22 nm Larrabee

Multicycle ops could allow parts of a segment of the scheduler to gate off some of the time, and they can reduce pressure on uop cache and ROB. This can lead to savings, but I'm hesitant to ascribe a blanket 2x improvement when larger changes have lead to more modest jumps.
These larger changes to attempt to reduce power consumption have always had to deal with the same instruction rate. The new focus is on keeping the throughput the same with fewer instructions instead...

Non-destructive instructions, FMA, and gather, all achieve that. Also note that future x86 processors might perform macro-op fusion on a pair of dependent copy and arithmetic instructions. And last but not least there's sequenced vector execution. So what I'm trying to say is that you can't really conclude anything from past architectural changes.

Granted, GPUs already feature all of this, but it shows just how much room for improvement CPUs have left, allowing them to converge close enough to make a homogeneous architecture superior.
 
Keeping 256-bit registers encourages an increase in the number of registers, since 1024-bit mode would consume rename space more quickly.
Keep in mind that since they take four cycles to execute, the latency hiding per logical register is increased. The same amount of physical registers allows the same amount of latency hiding, regardless of whether you're using out-of-order execution, or sequenced vector execution.

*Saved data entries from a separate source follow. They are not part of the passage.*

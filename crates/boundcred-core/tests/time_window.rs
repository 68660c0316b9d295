//! Property-Based Tests for Time-Window Rules
//!
//! Uses proptest for property-based testing with arbitrary inputs.

use boundcred_core::{NumericDate, PublicClaims, TimeWindow, TimeWindowOutcome};
use chrono::{DateTime, Duration, TimeZone, Utc};
use proptest::prelude::*;

fn now() -> DateTime<Utc> {
    Utc.timestamp_opt(1_700_000_000, 0).unwrap()
}

fn at(offset_secs: i64) -> NumericDate {
    NumericDate::from_datetime(now() + Duration::seconds(offset_secs))
}

proptest! {
    /// Expiry more than `leeway` in the past is always `Expired`
    #[test]
    fn prop_expiry_respects_leeway(
        leeway_secs in 0i64..3600,
        exp_offset in -10_000i64..10_000,
    ) {
        let claims = PublicClaims {
            expiry: Some(at(exp_offset)),
            ..Default::default()
        };
        let outcome = claims.validate_time_window(now(), Duration::seconds(leeway_secs));

        if exp_offset < -leeway_secs {
            prop_assert_eq!(outcome, TimeWindowOutcome::Expired);
        } else {
            prop_assert_eq!(outcome, TimeWindowOutcome::Ok);
        }
    }

    /// Not-before more than `leeway` in the future is always `NotYetValid`
    #[test]
    fn prop_not_before_respects_leeway(
        leeway_secs in 0i64..3600,
        nbf_offset in -10_000i64..10_000,
    ) {
        let claims = PublicClaims {
            not_before: Some(at(nbf_offset)),
            ..Default::default()
        };
        let outcome = claims.validate_time_window(now(), Duration::seconds(leeway_secs));

        if nbf_offset > leeway_secs {
            prop_assert_eq!(outcome, TimeWindowOutcome::NotYetValid);
        } else {
            prop_assert_eq!(outcome, TimeWindowOutcome::Ok);
        }
    }
}
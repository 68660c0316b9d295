//! Bound Token Validator
//!
//! Validates bound service account tokens against live state: a token is
//! only accepted while the service account it names, and the secret or pod
//! it may be bound to, still exist with the uids recorded in the token.
//!
//! ## Pipeline
//!
//! 1. Time window (`exp`, `nbf`, `iat`) with leeway
//! 2. Service account liveness (name, uid, deletion grace)
//! 3. Secret liveness, if the token is bound to one
//! 4. Pod liveness, if the token is bound to one
//!
//! The first failing gate ends the call. Secret and pod failures are
//! reported as one generic rejection so callers cannot tell which condition
//! tripped.
//!
//! ## Usage
//!
//! ```ignore
//! use boundcred_validator::{BoundValidator, MemoryStore, TokenAuthenticator};
//!
//! let validator = Arc::new(BoundValidator::new(store));
//! let authenticator = TokenAuthenticator::new(validator, key, Algorithm::RS256);
//!
//! let identity = authenticator.authenticate(&raw_token).await?;
//! println!("Authenticated {}", identity.username());
//! ```

pub mod config;
pub mod error;
pub mod store;
pub mod token;
pub mod validator;

pub use config::ValidatorConfig;
pub use error::{AuthError, ConfigError, Result};
pub use store::{BoundObject, MemoryStore, ObjectGetter};
pub use token::TokenAuthenticator;
pub use validator::{BoundValidator, ValidationResult};

pub use boundcred_core::{ObjectRef, PrivateClaims, PublicClaims, StoreError, ValidationError};
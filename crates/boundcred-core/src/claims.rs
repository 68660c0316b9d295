//! Private claims carried by a bound service account token

use serde::{Deserialize, Serialize};

use crate::time::{NumericDate, PublicClaims};

/// Reference to a backing object by name and uid
#[derive(Debug, Clone, Default, PartialEq, Eq, Hash, Serialize, Deserialize)]
pub struct ObjectRef {
    #[serde(default, skip_serializing_if = "String::is_empty")]
    pub name: String,

    #[serde(default, skip_serializing_if = "String::is_empty")]
    pub uid: String,
}

impl ObjectRef {
    /// Create a new object reference
    pub fn new(name: impl Into<String>, uid: impl Into<String>) -> Self {
        Self {
            name: name.into(),
            uid: uid.into(),
        }
    }
}

/// Kinds of backing objects a token can be bound to
#[derive(Debug, Clone, Copy, PartialEq, Eq, Hash, Serialize, Deserialize)]
#[serde(rename_all = "lowercase")]
pub enum ObjectKind {
    /// The service account the token was issued for
    Account,
    /// A secret the token is bound to
    Secret,
    /// A workload instance (pod) the token is bound to
    Instance,
}

impl std::fmt::Display for ObjectKind {
    fn fmt(&self, f: &mut std::fmt::Formatter<'_>) -> std::fmt::Result {
        match self {
            ObjectKind::Account => write!(f, "serviceaccounts"),
            ObjectKind::Secret => write!(f, "secrets"),
            ObjectKind::Instance => write!(f, "pods"),
        }
    }
}

/// The private claims embedded in a bound token
///
/// Every field falls back to its zero value when absent from the payload.
/// Nothing here is trusted until the validator has confirmed it against the
/// backing store.
#[derive(Debug, Clone, Default, PartialEq, Eq, Serialize, Deserialize)]
#[serde(default)]
pub struct PrivateClaims {
    /// Namespace scoping every referenced object
    #[serde(skip_serializing_if = "String::is_empty")]
    pub namespace: String,

    /// Service account the token asserts (always checked)
    #[serde(rename = "serviceaccount")]
    pub account: ObjectRef,

    /// Workload instance the token is bound to, if any
    #[serde(rename = "pod", skip_serializing_if = "Option::is_none")]
    pub instance: Option<ObjectRef>,

    /// Secret the token is bound to, if any
    #[serde(skip_serializing_if = "Option::is_none")]
    pub secret: Option<ObjectRef>,

    /// Informational threshold after which clients should refresh
    #[serde(rename = "warnafter")]
    pub warn_after: NumericDate,
}

impl PrivateClaims {
    /// Create claims for an account in a namespace, with no extra bindings
    pub fn new(namespace: impl Into<String>, account: ObjectRef) -> Self {
        Self {
            namespace: namespace.into(),
            account,
            ..Self::default()
        }
    }

    /// Bind the token to a secret
    pub fn with_secret(mut self, secret: ObjectRef) -> Self {
        self.secret = Some(secret);
        self
    }

    /// Bind the token to a workload instance
    pub fn with_instance(mut self, instance: ObjectRef) -> Self {
        self.instance = Some(instance);
        self
    }

    /// Set the warn-after threshold
    pub fn with_warn_after(mut self, warn_after: NumericDate) -> Self {
        self.warn_after = warn_after;
        self
    }
}

/// Full token payload: registered claims plus the bound private claims
///
/// The private claims sit under the `kubernetes.io` key.
#[derive(Debug, Clone, Default, PartialEq, Eq, Serialize, Deserialize)]
pub struct TokenClaims {
    #[serde(flatten)]
    pub public: PublicClaims,

    #[serde(rename = "kubernetes.io", default)]
    pub private: PrivateClaims,
}
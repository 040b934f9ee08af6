//! Project instruction discovery.
//!
//! `AGENTS.md` files are collected from the user-global config directory,
//! the project root (located by walking up to a `.git` marker), and every
//! directory between root and the working directory, deepest last. The
//! concatenation feeds the system instruction; absence is not an error.

use std::path::{Path, PathBuf};

use anyhow::{Context, Result};

use crate::config::constants::defaults;
use crate::config::constants::instructions::{PROJECT_DOC_FILE, USER_CONFIG_DIR};

pub const PROJECT_DOC_SEPARATOR: &str = "\n\n--- project-doc ---\n\n";

#[derive(Debug, Clone)]
pub struct ProjectDocBundle {
    pub contents: String,
    pub sources: Vec<PathBuf>,
    pub truncated: bool,
    pub bytes_read: usize,
}

pub struct ProjectDocOptions<'a> {
    pub current_dir: &'a Path,
    pub home_dir: Option<&'a Path>,
    pub max_bytes: usize,
}

/// Discover and concatenate instruction files. Returns `None` when nothing
/// was found.
pub fn read_project_doc(cwd: &Path) -> Result<Option<ProjectDocBundle>> {
    let home = dirs::home_dir();
    read_project_doc_with_options(&ProjectDocOptions {
        current_dir: cwd,
        home_dir: home.as_deref(),
        max_bytes: defaults::PROJECT_DOC_MAX_BYTES,
    })
}

pub fn read_project_doc_with_options(
    options: &ProjectDocOptions<'_>,
) -> Result<Option<ProjectDocBundle>> {
    if options.max_bytes == 0 {
        return Ok(None);
    }

    let mut candidates: Vec<PathBuf> = Vec::new();

    if let Some(home) = options.home_dir {
        candidates.push(home.join(USER_CONFIG_DIR).join(PROJECT_DOC_FILE));
    }

    let current = canonicalize_dir(options.current_dir)?;
    let root = resolve_project_root(&current);

    // Root first, then each directory down toward cwd: deepest last.
    let mut chain: Vec<PathBuf> = Vec::new();
    let mut cursor = current.clone();
    loop {
        chain.push(cursor.join(PROJECT_DOC_FILE));
        if cursor == root {
            break;
        }
        match cursor.parent() {
            Some(parent) => cursor = parent.to_path_buf(),
            None => break,
        }
    }
    chain.reverse();
    candidates.extend(chain);

    let mut contents = String::new();
    let mut sources = Vec::new();
    let mut bytes_read = 0usize;
    let mut truncated = false;

    for candidate in candidates {
        let Ok(raw) = std::fs::read_to_string(&candidate) else {
            continue;
        };
        let remaining = options.max_bytes.saturating_sub(bytes_read);
        if remaining == 0 {
            truncated = true;
            break;
        }

        let slice = if raw.len() > remaining {
            truncated = true;
            truncate_at_char_boundary(&raw, remaining)
        } else {
            raw.as_str()
        };

        if !contents.is_empty() {
            contents.push_str(PROJECT_DOC_SEPARATOR);
        }
        contents.push_str(slice);
        bytes_read += slice.len();
        sources.push(candidate);
    }

    if sources.is_empty() {
        return Ok(None);
    }

    Ok(Some(ProjectDocBundle {
        contents,
        sources,
        truncated,
        bytes_read,
    }))
}

fn truncate_at_char_boundary(text: &str, limit: usize) -> &str {
    let mut end = limit.min(text.len());
    while end > 0 && !text.is_char_boundary(end) {
        end -= 1;
    }
    &text[..end]
}

/// Walk upward looking for a `.git` marker; the filesystem root wins when
/// none exists.
fn resolve_project_root(cwd: &Path) -> PathBuf {
    let mut cursor = cwd.to_path_buf();
    loop {
        if cursor.join(".git").exists() {
            return cursor;
        }
        match cursor.parent() {
            Some(parent) => cursor = parent.to_path_buf(),
            None => return cursor,
        }
    }
}

fn canonicalize_dir(path: &Path) -> Result<PathBuf> {
    path.canonicalize()
        .with_context(|| format!("failed to canonicalize {}", path.display()))
}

Sandy Bridge has 144 x 256-bit registers. Note that with two threads per core and 16 logical 1024-bit registers, you need at most 128 physical rename registers. So there's no strict need to increase the number of registers if you want to cover the same latency. And as long as there are independent instructions, those few extra registers will suffice to continue progress.
 
Ok. So your AVX-1024 unit would need four cycles to finish its work. Except for the ability to process wider workloads and the power gating opportunities, I cannot see how this would improve compute density or throughput compared to an otherwise identical AVX-256 which would be able to retire one operation per cycle.
Yes, executing AVX-1024 on 256-bit units serves 'only' two purposes: reducing power consumption and implicitly increasing the amount of registers for latency hiding. It does not increase compute density.
 
Yes, executing AVX-1024 on 256-bit units serves 'only' two purposes: reducing power consumption and implicitly increasing the amount of registers for latency hiding. It does not increase compute density.

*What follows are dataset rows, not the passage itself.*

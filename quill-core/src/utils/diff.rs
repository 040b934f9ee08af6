//! Line-based unified diff rendering for previews.

/// Options for rendering.
#[derive(Debug, Clone, Copy)]
pub struct DiffOptions {
    /// Unchanged lines shown around the change.
    pub context: usize,
}

impl Default for DiffOptions {
    fn default() -> Self {
        Self {
            context: crate::config::constants::defaults::PREVIEW_CONTEXT_LINES,
        }
    }
}

/// Render a unified diff between two texts as a single hunk covering the
/// changed region (common prefix and suffix trimmed). Returns an empty
/// string when the texts are identical.
pub fn unified_diff(old_text: &str, new_text: &str, options: DiffOptions) -> String {
    if old_text == new_text {
        return String::new();
    }

    let old_lines: Vec<&str> = old_text.lines().collect();
    let new_lines: Vec<&str> = new_text.lines().collect();

    let mut prefix = 0;
    while prefix < old_lines.len()
        && prefix < new_lines.len()
        && old_lines[prefix] == new_lines[prefix]
    {
        prefix += 1;
    }

    let mut suffix = 0;
    while suffix < old_lines.len().saturating_sub(prefix)
        && suffix < new_lines.len().saturating_sub(prefix)
        && old_lines[old_lines.len() - 1 - suffix] == new_lines[new_lines.len() - 1 - suffix]
    {
        suffix += 1;
    }

    let context_start = prefix.saturating_sub(options.context);
    let old_change_end = old_lines.len() - suffix;
    let new_change_end = new_lines.len() - suffix;
    let old_context_end = (old_change_end + options.context).min(old_lines.len());

    let old_count = old_context_end - context_start;
    let new_count = (new_change_end + (old_context_end - old_change_end)) - context_start;

    let mut out = String::new();
    out.push_str(&format!(
        "@@ -{},{} +{},{} @@\n",
        context_start + 1,
        old_count,
        context_start + 1,
        new_count,
    ));

    for line in &old_lines[context_start..prefix] {
        out.push(' ');
        out.push_str(line);
        out.push('\n');
    }
    for line in &old_lines[prefix..old_change_end] {
        out.push('-');
        out.push_str(line);
        out.push('\n');
    }
    for line in &new_lines[prefix..new_change_end] {
        out.push('+');
        out.push_str(line);
        out.push('\n');
    }
    for line in &old_lines[old_change_end..old_context_end] {
        out.push(' ');
        out.push_str(line);
        out.push('\n');
    }

    out
}
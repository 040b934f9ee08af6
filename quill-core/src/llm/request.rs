//! Request shaping for provider adapters.

use serde::{Deserialize, Serialize};
use serde_json::Value;

use super::content::Content;

/// A tool declaration in the neutral schema. Adapters translate this into
/// the provider's wire format, preserving parameter names, types,
/// descriptions, enums, required lists, and nested properties.
#[derive(Debug, Clone, PartialEq, Serialize, Deserialize)]
pub struct ToolDeclaration {
    pub name: String,
    pub description: String,
    /// JSON schema for the input object. `required` is always present,
    /// an empty array when nothing is required.
    pub parameters: Value,
}

/// Generation knobs honoured where the backend supports them.
#[derive(Debug, Clone, Default, PartialEq, Serialize, Deserialize)]
pub struct GenerationConfig {
    #[serde(skip_serializing_if = "Option::is_none")]
    pub temperature: Option<f64>,
    #[serde(skip_serializing_if = "Option::is_none")]
    pub top_p: Option<f64>,
    #[serde(skip_serializing_if = "Option::is_none")]
    pub max_output_tokens: Option<u32>,
    /// Token budget for model-internal reasoning, for backends that meter it.
    #[serde(skip_serializing_if = "Option::is_none")]
    pub thinking_budget: Option<u32>,
}

/// Universal request handed to a [`super::LLMProvider`].
#[derive(Debug, Clone, Default)]
pub struct LLMRequest {
    /// Concrete model id (already resolved; no provider prefix).
    pub model: String,
    /// Ordered conversation contents. System contents are hoisted by
    /// adapters that take the instruction out-of-band.
    pub contents: Vec<Content>,
    pub system_instruction: Option<String>,
    pub tools: Vec<ToolDeclaration>,
    pub generation: GenerationConfig,
}

impl LLMRequest {
    pub fn new(model: impl Into<String>, contents: Vec<Content>) -> Self {
        Self {
            model: model.into(),
            contents,
            ..Self::default()
        }
    }

    pub fn with_system_instruction(mut self, instruction: impl Into<String>) -> Self {
        self.system_instruction = Some(instruction.into());
        self
    }

    pub fn with_tools(mut self, tools: Vec<ToolDeclaration>) -> Self {
        self.tools = tools;
        self
    }
}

Ok thanks! I was desperately trying to find the improvements I thought you proposed also for compute density. But since you didn't propose that in the first place, this misunderstanding is cleared up now it seems. Thanks again.
 
It doesn't stall execution, which is all we really care about.
An OoO CPU tends to have instruction issue as a limiting factor, rather than data latency. Halting the front end means a stall in further instruction fetches, branch predictions, or bringing in additional instructions for reordering. This can have an impact on other instruction types or other threads, since neither the OoO engine or its multithreading can easily reorder around a stall in the front end.
If the supply of non-AVX ops in flight dwindles, the bubble can be exposed.

While executing AVX-1024 code, the reservation station will quickly become full. This means the logic to receive new uops from the front-end can be clock gated for a while (and as mentioned before, once the ROB becomes full the entire front-end can be clock gated).
I'm not sure if reservation station is the correct term for what Sandy Bridge uses. I think the physical register file means there isn't a collector of operands the front of each issue port. Going with the reservation station idea, a full reservation station can cause the in-order front end to stall before the ROB or other ports are saturated.

Exception handling would essentially be no different than with cracked vector operations. Note that with the Pentium 4's cracked vector operations you got two identical uops, except for the physical register numbers. These can be fused together, and you only need a tiny bit of logic in a few places to sequence the register numbers.
I do not see how this would be compatible with the desire to gate the scheduler. The P4 cracked vector operations into separate uops that were actively issued by the scheduler as if they came from separate instructions. I was under the impression that an AVX 1024 op would not be cracked into multiple uops. Deferring the writeback of the exception status until the last cycle would allow the data path that updates the ROB status entries to be gated for several cycles.
Catching the exception status after every cycle would leave it active.
The uop would probably have a 4x as wide exception status section, which could mean that the path could be 4x as wide. However, the plus side to that is that this same path could be 3/4 gated off during normal mode AVX.


A potentially simpler alternative would be to drain the execution pipelines and put the entire core on a 1/4 clock regime, except for the ALU, register file and caches, once an AVX-1024 instruction reaches the scheduler.
That sounds like it would too seriously compromise the scalar performance of the core. Also, the L/S units and AGUs would need to be kept at speed if the cache is kept at speed.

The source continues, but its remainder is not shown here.